-- DATA follows --
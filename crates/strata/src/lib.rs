//! # Strata
//!
//! Layered configuration resolution for services that must keep working
//! when their remote configuration does not.
//!
//! ## Overview
//!
//! Every configuration key resolves to the merge of three layers:
//!
//! ```text
//!   default catalog ──┐
//!   remote baseline ──┼──▶ merge (scoped to a context) ──▶ cache ──▶ value
//!   override document ┘        ▲
//!                              │ persisted, refreshed in the background
//!                        override store ◀── fetch(configUrl)
//! ```
//!
//! - **Default catalog**: compiled in, always present
//! - **Remote baseline**: a live snapshot from a remote-config service
//! - **Override document**: fetched from the URL the remote entry names,
//!   persisted so it survives restarts and outages
//!
//! Resolution never fails and never waits on the network. Any layer that is
//! unavailable simply drops out of the merge.
//!
//! ## Quick Start
//!
//! ```rust,ignore
//! use std::sync::Arc;
//! use strata::prelude::*;
//!
//! #[tokio::main]
//! async fn main() -> anyhow::Result<()> {
//!     let config = load_config()?;
//!     strata::runtime::logging::init_from_config(&config.logging);
//!
//!     let manager = ConfigManager::from_config(
//!         &config,
//!         DefaultCatalog::from_json_str(include_str!("defaults.json"))?,
//!         Arc::new(my_remote_source),
//!     )?;
//!
//!     let surge = manager.resolve_in("surge_pricing", "city", "bangalore");
//!     manager.shutdown().await;
//!     Ok(())
//! }
//! ```
//!
//! ## Features
//!
//! - `toml-config` *(default)*: TOML configuration files
//! - `http-client` *(default)*: HTTP(S) override transport
//! - `yaml-config`: YAML configuration files
//! - `json-log`: JSON log output

pub use strata_core as core;
pub use strata_runtime as runtime;
pub use strata_store as store;
pub use strata_transport as transport;

/// Prelude module for convenient imports.
///
/// ```rust,ignore
/// use strata::prelude::*;
/// ```
pub mod prelude {
    // Orchestrator - main entry point
    pub use strata_runtime::{
        ConfigManager, ConfigManagerBuilder, RefreshOutcome, RefreshReport, ResolverConfig,
        StrataConfig, load_config,
    };

    // Value model
    pub use strata_core::{ConfigValue, Context, DefaultCatalog, merge};

    // Collaborator contracts and in-process implementations
    pub use strata_core::{
        MemoryOverrideStore, OverrideStore, OverrideTransport, RemoteSource, StaticRemoteSource,
    };
    pub use strata_store::FileOverrideStore;

    #[cfg(feature = "http-client")]
    pub use strata_transport::HttpOverrideTransport;
}
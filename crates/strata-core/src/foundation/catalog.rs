//! The default catalog: compiled-in baseline values, lowest precedence.
//!
//! A catalog is immutable once handed to a resolver. Cache clears never
//! touch it.
//!
//! ```rust
//! use strata_core::{ConfigValue, DefaultCatalog};
//!
//! let catalog = DefaultCatalog::from_json_str(r#"{
//!     "feature_flags": {"dark_mode": false},
//!     "surge": {"default": {"multiplier": 1.0}, "bangalore": {"multiplier": 1.4}}
//! }"#)?;
//!
//! catalog.require(["feature_flags", "surge"])?;
//! assert!(catalog.get("feature_flags").is_some_and(ConfigValue::is_map));
//! # Ok::<(), strata_core::CatalogError>(())
//! ```

use std::collections::BTreeMap;

use super::value::ConfigValue;
use crate::error::{CatalogError, CatalogResult};

/// Immutable table of default values per configuration key.
#[derive(Debug, Clone, Default, PartialEq)]
pub struct DefaultCatalog {
    entries: BTreeMap<String, ConfigValue>,
}

impl DefaultCatalog {
    /// Creates an empty catalog.
    pub fn new() -> Self {
        Self::default()
    }

    /// Adds an entry, replacing any previous default for `key`.
    pub fn with_entry(mut self, key: impl Into<String>, value: impl Into<ConfigValue>) -> Self {
        self.entries.insert(key.into(), value.into());
        self
    }

    /// Builds a catalog from a mapping of key to default value.
    pub fn from_value(value: ConfigValue) -> CatalogResult<Self> {
        match value {
            ConfigValue::Map(entries) => Ok(Self { entries }),
            other => Err(CatalogError::NotAMapping(other.kind().as_str())),
        }
    }

    /// Builds a catalog from a JSON document, typically embedded with `include_str!`.
    pub fn from_json_str(text: &str) -> CatalogResult<Self> {
        Self::from_value(ConfigValue::from_json_str(text)?)
    }

    /// Fails with [`CatalogError::MissingDefault`] for the first key without a default.
    ///
    /// Intended to run once at startup; a missing default is an authoring
    /// defect, not a runtime condition.
    pub fn require<I, K>(&self, keys: I) -> CatalogResult<()>
    where
        I: IntoIterator<Item = K>,
        K: AsRef<str>,
    {
        for key in keys {
            let key = key.as_ref();
            if !self.entries.contains_key(key) {
                return Err(CatalogError::MissingDefault(key.to_string()));
            }
        }
        Ok(())
    }

    pub fn get(&self, key: &str) -> Option<&ConfigValue> {
        self.entries.get(key)
    }

    pub fn contains(&self, key: &str) -> bool {
        self.entries.contains_key(key)
    }

    /// Keys with a default, in sorted order.
    pub fn keys(&self) -> impl Iterator<Item = &str> {
        self.entries.keys().map(String::as_str)
    }

    pub fn len(&self) -> usize {
        self.entries.len()
    }

    pub fn is_empty(&self) -> bool {
        self.entries.is_empty()
    }
}

#[cfg(test)]
mod tests {
    use super::*;
    use serde_json::json;

    #[test]
    fn test_from_json_str() {
        let catalog = DefaultCatalog::from_json_str(r#"{"a": {"x": 1}, "b": true}"#).unwrap();
        assert_eq!(catalog.len(), 2);
        assert_eq!(catalog.get("b"), Some(&ConfigValue::Bool(true)));
        assert_eq!(catalog.keys().collect::<Vec<_>>(), vec!["a", "b"]);
    }

    #[test]
    fn test_rejects_non_mapping() {
        let result = DefaultCatalog::from_json_str("[1, 2]");
        assert!(matches!(result, Err(CatalogError::NotAMapping("list"))));
        assert!(matches!(
            DefaultCatalog::from_json_str("{"),
            Err(CatalogError::Parse(_))
        ));
    }

    #[test]
    fn test_require_reports_missing_default() {
        let catalog = DefaultCatalog::new().with_entry("feature_flags", ConfigValue::from(json!({})));
        assert!(catalog.require(["feature_flags"]).is_ok());

        let err = catalog.require(["feature_flags", "themes"]).unwrap_err();
        assert!(matches!(err, CatalogError::MissingDefault(ref key) if key == "themes"));
    }
}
-- DATA concluded --
• **REQUIRED WORK**
Whenever the string "once" turns up in a line of the data, copy that line.

• **EXERCISE RESULT**
//! A catalog is immutable once handed to a resolver. Cache clears never
    /// Intended to run once at startup; a missing default is an authoring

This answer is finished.